Exercise
Bring together all lines from the listing below that contain the string "encoded".

Supplied records
==============================

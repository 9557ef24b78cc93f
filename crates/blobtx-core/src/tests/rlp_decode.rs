use alloy_primitives::{Bytes, U256};
use alloy_rlp::Header;
use proptest::prelude::*;

use crate::{
    rlp::{decode, decode_exact, RlpError, RlpItem, MAX_DEPTH},
    BlobTransaction, TransactionError,
};

fn nested_sample() -> RlpItem {
    RlpItem::List(vec![
        RlpItem::uint(0),
        RlpItem::uint(1),
        RlpItem::uint(1_000_000),
        RlpItem::Uint(U256::MAX),
        RlpItem::bytes(vec![0x00]),
        RlpItem::bytes(vec![0xff; 1024]),
        RlpItem::List(vec![]),
        RlpItem::List(vec![RlpItem::List(vec![RlpItem::bytes(&b"deep"[..])])]),
    ])
}

#[test]
fn test_roundtrip_yields_canonical_form() {
    let item = nested_sample();
    let decoded = decode_exact(&item.to_rlp()).unwrap();

    assert_eq!(decoded, item.clone().canonical());
    assert_eq!(decoded.to_rlp(), item.to_rlp());
}

fn arb_item() -> impl Strategy<Value = RlpItem> {
    let leaf = prop_oneof![
        prop::collection::vec(any::<u8>(), 0..=300).prop_map(RlpItem::bytes),
        prop::collection::vec(any::<u8>(), 0..=1).prop_map(RlpItem::bytes),
        any::<[u8; 32]>().prop_map(|be| RlpItem::Uint(U256::from_be_bytes(be))),
        any::<u64>().prop_map(RlpItem::uint),
    ];
    leaf.prop_recursive(4, 64, 8, |inner| {
        prop::collection::vec(inner, 0..8).prop_map(RlpItem::List)
    })
}

proptest! {
    #[test]
    fn test_roundtrip_any_item(item in arb_item()) {
        let encoded = item.to_rlp();

        prop_assert_eq!(item.encoded_len(), encoded.len());
        let decoded = decode_exact(&encoded).unwrap();
        prop_assert_eq!(decoded.to_rlp(), encoded);
        prop_assert_eq!(decoded, item.canonical());
    }
}

fn nested_lists(depth: usize) -> RlpItem {
    (0..depth).fold(RlpItem::List(vec![]), |inner, _| RlpItem::List(vec![inner]))
}

/// `depth` list headers around an empty list, built without recursion.
fn nested_list_bytes(depth: usize) -> Vec<u8> {
    let mut headers = Vec::with_capacity(depth);
    let mut len = 1;
    for _ in 0..depth {
        let header = Header { list: true, payload_length: len };
        len += header.length();
        headers.push(header);
    }
    let mut out = Vec::with_capacity(len);
    for header in headers.iter().rev() {
        header.encode(&mut out);
    }
    out.push(0xc0);
    out
}

#[test]
fn test_nesting_limit() {
    // `nested_lists(n)` holds n + 1 lists.
    assert!(decode_exact(&nested_lists(MAX_DEPTH - 1).to_rlp()).is_ok());
    assert!(matches!(
        decode_exact(&nested_lists(MAX_DEPTH).to_rlp()),
        Err(RlpError::TooDeep(MAX_DEPTH))
    ));
}

#[test]
fn test_deep_nesting_is_an_error() {
    let encoded = nested_list_bytes(200_000);
    assert!(matches!(decode_exact(&encoded), Err(RlpError::TooDeep(_))));

    let mut wire = vec![0x03];
    wire.extend_from_slice(&encoded);
    assert!(matches!(
        BlobTransaction::decode_wire_payload(&wire),
        Err(TransactionError::Rlp(RlpError::TooDeep(_)))
    ));
}

#[test]
fn test_decoded_integers_read_back() {
    let decoded = decode_exact(&nested_sample().to_rlp()).unwrap();
    let fields = decoded.as_list().unwrap();

    assert_eq!(fields[0].as_uint().unwrap(), U256::ZERO);
    assert_eq!(fields[1].as_u64().unwrap(), 1);
    assert_eq!(fields[2].as_u64().unwrap(), 1_000_000);
    assert_eq!(fields[3].as_uint().unwrap(), U256::MAX);
}

#[test]
fn test_decode_advances_buffer() {
    let mut encoded = RlpItem::uint(5).to_rlp();
    encoded.extend(RlpItem::bytes(&b"dog"[..]).to_rlp());

    let mut buf = encoded.as_slice();
    assert_eq!(decode(&mut buf).unwrap(), RlpItem::bytes(vec![5]));
    assert_eq!(decode(&mut buf).unwrap(), RlpItem::bytes(&b"dog"[..]));
    assert!(buf.is_empty());
}

#[test]
fn test_rejects_non_canonical_single_byte() {
    assert!(matches!(decode_exact(&[0x81, 0x05]), Err(RlpError::Malformed(_))));
}

#[test]
fn test_rejects_long_form_for_short_payload() {
    assert!(matches!(decode_exact(&[0xb8, 0x02, 0x01, 0x02]), Err(RlpError::Malformed(_))));
}

#[test]
fn test_rejects_truncated_input() {
    assert!(matches!(decode_exact(&[0x83, b'd']), Err(RlpError::Malformed(_))));
    assert!(matches!(decode_exact(&[0xc3, 0x01]), Err(RlpError::Malformed(_))));
}

#[test]
fn test_rejects_trailing_bytes() {
    assert!(matches!(decode_exact(&[0x80, 0x80]), Err(RlpError::TrailingBytes(1))));
}

#[test]
fn test_uint_accessors_reject_bad_shapes() {
    let padded = RlpItem::Bytes(Bytes::from(vec![0x00, 0x01]));
    assert!(matches!(padded.as_uint(), Err(RlpError::LeadingZero)));

    let wide = RlpItem::Bytes(Bytes::from(vec![0x01; 33]));
    assert!(matches!(wide.as_uint(), Err(RlpError::Overflow(33))));

    let nine = RlpItem::Bytes(Bytes::from(vec![0x01; 9]));
    assert!(matches!(nine.as_u64(), Err(RlpError::Overflow(_))));

    assert!(matches!(RlpItem::List(vec![]).as_uint(), Err(RlpError::ExpectedBytes)));
}

#[test]
fn test_fixed_accessor_checks_width() {
    let item = RlpItem::bytes(vec![0xab; 19]);
    assert!(matches!(
        item.as_fixed::<20>(),
        Err(RlpError::UnexpectedLength { expected: 20, got: 19 })
    ));
    assert!(matches!(item.as_list(), Err(RlpError::ExpectedList)));
}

==============================

Response for this exercise
        let encoded = item.to_rlp();
        prop_assert_eq!(item.encoded_len(), encoded.len());
        let decoded = decode_exact(&encoded).unwrap();
        prop_assert_eq!(decoded.to_rlp(), encoded);
    let encoded = nested_list_bytes(200_000);
    assert!(matches!(decode_exact(&encoded), Err(RlpError::TooDeep(_))));
    wire.extend_from_slice(&encoded);
    let mut encoded = RlpItem::uint(5).to_rlp();
    encoded.extend(RlpItem::bytes(&b"dog"[..]).to_rlp());
    let mut buf = encoded.as_slice();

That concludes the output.